Jesús pide a los hombres que no se dejen aprisionar por las riquezas. "Las preocupaciones de este mundo y la seducción de las riquezas ahogan la palabra de Dios y le impiden dar fruto" (Mt 13, 22). Los que quieren alcanzar el Reino de Dios, ponen su corazón allí donde se encuentra el verdadero tesoro, a una altura donde no llegan los ladrones ni tampoco le alcanza la polilla (Lc 12, 33-34). La actitud del rico frente a sus bienes recibe, a veces, el estigma de la idolatría: Elías había conjurado a sus contemporáneos a "no claudicar de un lado y de otro" y a optar entre Yavé y Baal (1 Re 18, 21); Jesús fustiga a otro ídolo, tomado también de los mismos paganos de Tiro: "Nadie puede servir a la vez a Dios y a Mammón (las riquezas) (Lc 16, 13). El máximo reproche lanzado contra el rico Epulón es el de haber malgastado sus bienes: "Hijo -le contestó Abraham-, acuérdate de que recibiste ya tus bienes en vida" (Lc 16, 25). "Puesto que aquellos eran sus bienes -comenta monseñor Le Camus- sin duda es que habría renunciado a los demás, cuando los encontró. ¿Qué tiene, pues, de extraño que, habiendo perdido los suyos al perder la vida, no alcance aquellos otros bienes que jamás había buscado y de los cuales ni siquiera admitía la existencia?". También el "rico insensato" es privado de sus riquezas (Lc 12, 15-21). "Y diré a mi alma: alma mía, tienes muchos bienes almacenados para muchos años; descansa, come, bebe, regálate. Pero Dios le dijo: Insensato, esta misma noche te pedirán el alma, y todo lo que has acumulado ¿para quién será?". El muy tonto perdió su vida por haberla ligado a los bienes perecederos (ver Sant 5, 1-7).

Lo que Cristo condena, no es la riqueza en cuanto tal. Cristo tuvo amigos acomodados: el grupo de las cinco mujeres que "le servían con sus bienes" (Lc 8, 2-3); Zaqueo, en cuya casa se hospedó (Lc 19, 1-10); Lázaro, en cuya casa fue obsequiado con un presente valorado en trescientos denarios (Jn 12, 5). El supo usar de los bienes de la tierra, sentarse en el banquete de las bodas de Caná (Jn 2, 1-11) y comer con los publicanos (Mt 9, 10-13). Los espíritus superficiales critican su comportamiento oponiéndolo al de Juan Bautista, el asceta (Mt 11, 18-19). Lo cierto es que El, en su infinita sabiduría, supo vivir, como dirá más tarde san Pablo, "lo mismo en la pobreza que en la abundancia" (Flp 4, 11), ya que ambos estados se encuentran dentro del orden de medios útiles para el cumplimiento de la voluntad del Padre.

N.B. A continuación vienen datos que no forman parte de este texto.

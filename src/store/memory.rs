//! In-memory store for tests and ephemeral runs.

use std::collections::HashMap;

use async_trait::async_trait;
use tokio::sync::RwLock;

use crate::error::StoreError;
use crate::store::traits::Store;

/// `HashMap` behind a `RwLock`. Contents vanish with the process.
#[derive(Default)]
pub struct MemoryStore {
    records: RwLock<HashMap<String, serde_json::Value>>,
}

impl MemoryStore {
    pub fn new() -> Self {
        Self::default()
    }
}

#[async_trait]
impl Store for MemoryStore {
    async fn get(&self, key: &str) -> Result<Option<serde_json::Value>, StoreError> {
        Ok(self.records.read().await.get(key).cloned())
    }

    async fn set(&self, key: &str, value: &serde_json::Value) -> Result<(), StoreError> {
        self.records
            .write()
            .await
            .insert(key.to_string(), value.clone());
        Ok(())
    }

    async fn delete(&self, key: &str) -> Result<bool, StoreError> {
        Ok(self.records.write().await.remove(key).is_some())
    }
}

Pero lo cierto es que uno de estos medios presenta muchos más peligros para el hombre que sigue su vocación. El espíritu se expone a hundirse paulatinamente en la riqueza o, por lo menos, a quedar limitado y entorpecido. "La pobreza es laudable, escribe Santo Tomás, porque al librar al hombre de las preocupaciones terrenas, le permite consagrarse con mayor libertad a las cosas divinas" (Contra Gentiles III, c. 133). En orden al Reino, la pobreza es un estado de privilegio por su efecto liberador. El rico, que cree poseer su dinero, ha de desconfiar, no llegar a ser poseído por su riqueza; sus obligaciones de justicia y de caridad actúan de contrapeso para equilibrarlo constantemente y para apartar de él la amenaza de Cristo: "Ay de aquél que es rico para sí y no lo es ante Dios" (Lc 12, 21). Pero Cristo habla también para aquellos que tienen el apetito de las riquezas clavado en el corazón: tal es el sentido de la sentencia sobre el tesoro y el corazón, como facultad de desear (Lc 12, 34). "Los que quieren enriquecerse, añade a esto san Pablo, caen en tentaciones, en lazos y en muchas codicias locas y funestas, que hunden a los hombres en la perdición y en la ruina, porque la raíz de todos los males es la avaricia" (1 Tim 6, 9-10).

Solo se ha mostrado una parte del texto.